Unser erstes Ziel in Rumänien ist Bukarest. Dort begrüßt uns osteuropäischer Plattenbau-Charme. „Die Ceaușescu-Ära hat bis heute tiefe Spuren hinterlassen“, erzählt Claudia (46). Selten habe ein Despot dermaßen in eine Stadt- und Landschaftsplanung eingegriffen. Ceaușescu ließ im „Paris des Ostens“ ein ganzes Viertel in der Altstadt abreißen, um einen Parlamentspalast mit 5100 Räumen zu bauen, der größte in Europa.

Einzigartiges Delta

Der vier Kilometer lange Boulevard der Einheit mit 41 Springbrunnen ist größer als der Pariser Champs Elysee. Er führt uns in die Altstadt ins Leipziger Viertel mit seinen zahlreichen Restaurants und Cafés. Die Straßen sind gepflegt und sauber. Dort strahlt Bukarest noch in seiner ursprünglichen Schönheit.

Am nächsten Tag haben wir ein Rendezvous mit der Natur. Mit kleinen Booten fahren wir in das einzigartige Weltnaturerbe Donaudelta, ein 5000 Quadratkilometer großes Naturschutzgebiet, in dem die Zeit stehengeblieben zu sein scheint. „Nur der Tod des Diktators vor 30 Jahren hat das Donaudelta vor einer Umwelt-Katastrophe gerettet“, erzählt Michael Tiberius (36), ein begeisterter Hobby-Ornithologe, während der Bootsfahrt durch das Naturparadies. „Ceaușescu wollte 80 Prozent des Deltas trocken legen, um es wirtschaftlich nutzbar zu machen. 20 Prozent wollte er selber als Jagdrevier nutzen.“

Auf der Rückreise legen wir im bulgarischen Rousse an, für seine Rosenölproduktion im Umland und wegen seiner Jungenstilhäuser als „Kleines Wien“ bekannt. 1905 wurde dort Literaturnobelpreiseträger Elias Canetti in einem Haus in der Altstadt geboren. Besonders interessant ist eine christlich-orthodoxe Kirche. Weil unter der türkischen Schreckensherrschaft keine Kirche höher als eine Moschee sein durfte, wurde sie viele Meter tief in die Erde gebaut.

Die ungekrönte Königin aller Donaustädte ist Budapest, das eine eigene Reise wert ist.

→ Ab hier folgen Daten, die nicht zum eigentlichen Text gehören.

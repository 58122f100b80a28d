//! Error types for turnstile

use hyper::StatusCode;

/// Main error type for request handling and startup
#[derive(Debug, thiserror::Error)]
pub enum ServiceError {
    #[error("Bad request: {0}")]
    BadRequest(String),

    #[error("Forbidden: {0}")]
    Forbidden(String),

    #[error("Not found: {0}")]
    NotFound(String),

    #[error("Conflict: {0}")]
    Conflict(String),

    #[error("Payload too large: {0}")]
    PayloadTooLarge(String),

    #[error("Database error: {0}")]
    Database(String),

    #[error("Internal error: {0}")]
    Internal(String),

    #[error("Configuration error: {0}")]
    Config(String),

    #[error("Authentication error: {0}")]
    Auth(String),
}

impl ServiceError {
    /// Convert error to HTTP status code
    pub fn status_code(&self) -> StatusCode {
        match self {
            Self::BadRequest(_) => StatusCode::BAD_REQUEST,
            Self::Forbidden(_) => StatusCode::FORBIDDEN,
            Self::NotFound(_) => StatusCode::NOT_FOUND,
            Self::Conflict(_) => StatusCode::CONFLICT,
            Self::PayloadTooLarge(_) => StatusCode::PAYLOAD_TOO_LARGE,
            Self::Database(_) => StatusCode::INTERNAL_SERVER_ERROR,
            Self::Internal(_) => StatusCode::INTERNAL_SERVER_ERROR,
            Self::Config(_) => StatusCode::INTERNAL_SERVER_ERROR,
            Self::Auth(_) => StatusCode::FORBIDDEN,
        }
    }
}

impl From<std::io::Error> for ServiceError {
    fn from(err: std::io::Error) -> Self {
        Self::Internal(err.to_string())
    }
}

impl From<StoreError> for ServiceError {
    fn from(err: StoreError) -> Self {
        match err {
            StoreError::Duplicate(what) => Self::Conflict(what),
            StoreError::NotFound(what) => Self::NotFound(what),
            StoreError::Storage(msg) => Self::Database(msg),
        }
    }
}

/// Outcome of a failed credential store or CRUD table operation
#[derive(Debug, thiserror::Error)]
pub enum StoreError {
    #[error("Duplicate entry: {0}")]
    Duplicate(String),

    #[error("Not found: {0}")]
    NotFound(String),

    #[error("Storage failure: {0}")]
    Storage(String),
}

impl From<rusqlite::Error> for StoreError {
    fn from(err: rusqlite::Error) -> Self {
        match err {
            rusqlite::Error::SqliteFailure(ref code, _)
                if code.extended_code == rusqlite::ffi::SQLITE_CONSTRAINT_UNIQUE
                    || code.extended_code == rusqlite::ffi::SQLITE_CONSTRAINT_PRIMARYKEY =>
            {
                Self::Duplicate(err.to_string())
            }
            rusqlite::Error::QueryReturnedNoRows => Self::NotFound("no matching row".into()),
            other => Self::Storage(other.to_string()),
        }
    }
}

/// Result type alias for turnstile operations
pub type Result<T> = std::result::Result<T, ServiceError>;

#[cfg(test)]
mod tests {
    use super::*;

    #[test]
    fn test_status_codes() {
        assert_eq!(ServiceError::BadRequest("x".into()).status_code(), StatusCode::BAD_REQUEST);
        assert_eq!(ServiceError::Auth("x".into()).status_code(), StatusCode::FORBIDDEN);
        assert_eq!(ServiceError::Conflict("x".into()).status_code(), StatusCode::CONFLICT);
        assert_eq!(
            ServiceError::Database("x".into()).status_code(),
            StatusCode::INTERNAL_SERVER_ERROR
        );
    }

    #[test]
    fn test_store_error_mapping() {
        let err: ServiceError = StoreError::Duplicate("email".into()).into();
        assert!(matches!(err, ServiceError::Conflict(_)));

        let err: ServiceError = StoreError::Storage("disk full".into()).into();
        assert_eq!(err.status_code(), StatusCode::INTERNAL_SERVER_ERROR);
    }

    #[test]
    fn test_io_error_is_internal() {
        let err: ServiceError = std::io::Error::new(std::io::ErrorKind::AddrInUse, "busy").into();
        assert!(matches!(err, ServiceError::Internal(_)));
    }
}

Es hat etwas Majestätisches, als das Schiff zwischen Pest und Buda am Abend an den beleuchteten Sehenswürdigkeiten vorbei Richtung Slowakei mit seiner Hauptstadt Bratislava fährt. Bratislavas ganzer Stolz ist die rekonstruierte Barock-Burg, die hoch über der Donau thront. In der Altstadt lädt ein breiter Boulevard zum Bummeln ein.

Anreise: Mit dem Zug oder Auto nach Passau. Der Veranstalter nickoCruises bietet die Möglichkeit der Buchung von Stellplätzen und Hotelvorübernachtungen an. Auch ein Transfer ab Haustür und zurück ist buchbar. Wer Passau nicht kennt, sollte eine Übernachtung einplanen.

Das Schiff: Die „nickoVision“ ist ein luxuriöser Neubau mit Platz für 220 Passagiere, vier Decks und Kabinen mit französischem Balkon. Neu im Flusskreuzfahrtmarkt ist das Bord-Konzept mit drei Restaurants und freier Tischwahl im Haupt-Restaurant. Eine Zuzahlung für die Spezialitäten-Restaurants „Manhatten“ und „Marios Grill“ wird nicht erhoben, nur eine Reservierung ist erforderlich. Bordwährung ist der Euro.